On Mon, 3 Mar 2025 15:16:34 +0530 "Sapkal, Swapnil" <swapnil.sapkal@xxxxxxx>
> On 2/28/2025 10:03 PM, Oleg Nesterov wrote:
> > And... I know, I know you already hate me ;)
> >
>
> Not at all :)
>
> > but if you have time, could you check if this patch (with or without the
> > previous debugging patch) makes any difference? Just to be sure.
> >
>
> Sure, I will give this a try.
>
> But in the meanwhile me and Prateek tried some of the experiments in the weekend.
> We were able to reproduce this issue on a third generation EPYC system as well as
> on an Intel Emerald Rapids (2 X INTEL(R) XEON(R) PLATINUM 8592+).
>
> We tried heavy hammered tracing approach over the weekend on top of your debug patch.
> I have attached the debug patch below. With tracing we found the following case for
> pipe_writable():
>
> hackbench-118768 [206] ..... 1029.550601: pipe_write: 000000005eea28ff: 0: 37 38 16: 1
>
> Here,
>
> head = 37
> tail = 38
> max_usage = 16
> pipe_full() returns 1.
>
> Between reading of head and later the tail, the tail seems to have moved ahead of the
> head leading to wraparound.
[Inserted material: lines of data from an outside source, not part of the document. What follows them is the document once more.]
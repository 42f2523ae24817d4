//! # Redis Collections - Higher-Level Collections over Hashes and Sorted Sets
//!
//! `redis-collections` layers three collection types over a store that only
//! offers hashes and sorted sets:
//!
//! - **Object hash** ([`ObjectHash`]): many records of one schema in a single
//!   hash, namespaced per id, with a presence marker and an item counter
//! - **Sharded bucket** ([`ShardedBucket`]): a named collection spread over
//!   2-5 hash keys by `crc32(member) % bucket_count`, with cached metadata and
//!   an advisory lock
//! - **Scored list** ([`ScoredList`]): a sorted set with a paging cursor over
//!   score ranges
//!
//! Records are plain structs mapped with [`impl_record!`]; the [`codec`]
//! flattens them to string field maps and populates them back, field by field.
//!
//! ## Quick Start
//!
//! ```rust
//! use redis_collections::{impl_record, MemoryStore, ObjectHash, Result};
//! use std::sync::Arc;
//!
//! #[derive(Debug, Default, PartialEq)]
//! struct Foo {
//!     name: String,
//!     sex: i32,
//! }
//! impl_record!(Foo { name, sex });
//!
//! # fn main() -> Result<()> {
//! let store = Arc::new(MemoryStore::new());
//! let accounts = ObjectHash::new(store, "account");
//!
//! accounts.set("0", &Foo { name: "lihao".into(), sex: 1 })?;
//!
//! let mut foo = Foo::default();
//! accounts.scan(&mut foo, "0")?;
//! assert_eq!(foo.name, "lihao");
//! assert_eq!(accounts.size()?, 1);
//! # Ok(())
//! # }
//! ```
//!
//! ## Against Redis
//!
//! With the `redis` feature enabled, build the store from configuration:
//!
//! ```rust,ignore
//! use redis_collections::{open_store, CollectionsConfig, ShardedBucket};
//!
//! let config = CollectionsConfig::load("collections.toml")?;
//! let store = open_store(&config.store)?;
//! let buckets = ShardedBucket::with_config(store, &config)?;
//! buckets.create("feed", 3)?;
//! ```

pub mod core;
pub mod error;

pub use crate::core::codec;

pub use crate::core::{
    bucket::{bucket_key, shard_of, BucketMeta, MetaCache, ShardedBucket, MAX_BUCKET_COUNT, MIN_BUCKET_COUNT},
    codec::{FieldKind, FieldMap, FieldSpec, FieldType, FieldValue, FieldWarning, Record},
    config::{CollectionsConfig, RedisStoreConfig, StoreConfig},
    list::{ListEntry, ListIterator, Pages, ScoredList},
    object_hash::ObjectHash,
    record_store::RecordStore,
    store::{open_store, HashOp, MemoryStore, Page, ScoreBound, ScoreRange, ScoredMember, Store, StoreError},
};
pub use crate::error::{CollectionError, Result};

#[cfg(feature = "redis")]
pub use crate::core::store::RedisStore;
Applying the following changes I have not yet run into a
> hang on the original machine where I first saw it:
>
> diff --git a/fs/pipe.c b/fs/pipe.c
> index ce1af7592780..a1931c817822 100644
> --- a/fs/pipe.c
> +++ b/fs/pipe.c
> @@ -417,9 +417,19 @@ static inline int is_packetized(struct file *file)
> /* Done while waiting without holding the pipe lock - thus the READ_ONCE() */
> static inline bool pipe_writable(const struct pipe_inode_info *pipe)
> {
> - unsigned int head = READ_ONCE(pipe->head);
> - unsigned int tail = READ_ONCE(pipe->tail);
> unsigned int max_usage = READ_ONCE(pipe->max_usage);
> + unsigned int head, tail;
> +
> + tail = READ_ONCE(pipe->tail);
> + /*
> + * Since the unsigned arithmetic in this lockless preemptible context
> + * relies on the fact that the tail can never be ahead of head, read
> + * the head after the tail to ensure we've not missed any updates to
> + * the head. Reordering the reads can cause wraparounds and give the
> + * illusion that the pipe is full.
> + */
> + smp_rmb();
> + head = READ_ONCE(pipe->head);
>
> return !pipe_full(head, tail, max_usage) ||
> !READ_ONCE(pipe->readers);
> ---
>
> smp_rmb() on x86 is a nop and even without the barrier we were not able to
> reproduce the hang even after 10000 iterations.
>
My $.02 that changes the wait condition.
Not sure it makes sense for you.
--- x/fs/pipe.c
+++ y/fs/pipe.c
@@ -430,7 +430,7 @@ pipe_write(struct kiocb *iocb, struct io
{
struct file *filp = iocb->ki_filp;
struct pipe_inode_info *pipe = filp->private_data;
- unsigned int head;
+ unsigned int head, tail;
ssize_t ret = 0;
size_t total_len = iov_iter_count(from);
ssize_t chars;
@@ -573,11 +573,13 @@ pipe_write(struct kiocb *iocb, struct io
* after waiting we need to re-check whether the pipe
* become empty while we dropped the lock.
*/
+ tail = pipe->tail;
mutex_unlock(&pipe->mutex);
if (was_empty)
wake_up_interruptible_sync_poll(&pipe->rd_wait, EPOLLIN | EPOLLRDNORM);
kill_fasync(&pipe->fasync_readers, SIGIO, POLL_IN);
- wait_event_interruptible_exclusive(pipe->wr_wait, pipe_writable(pipe));
+ wait_event_interruptible_exclusive(pipe->wr_wait,
+ !READ_ONCE(pipe->readers) || tail != READ_ONCE(pipe->tail));
mutex_lock(&pipe->mutex);
was_empty = pipe_empty(pipe->head, pipe->tail);
wake_next_writer = true;
--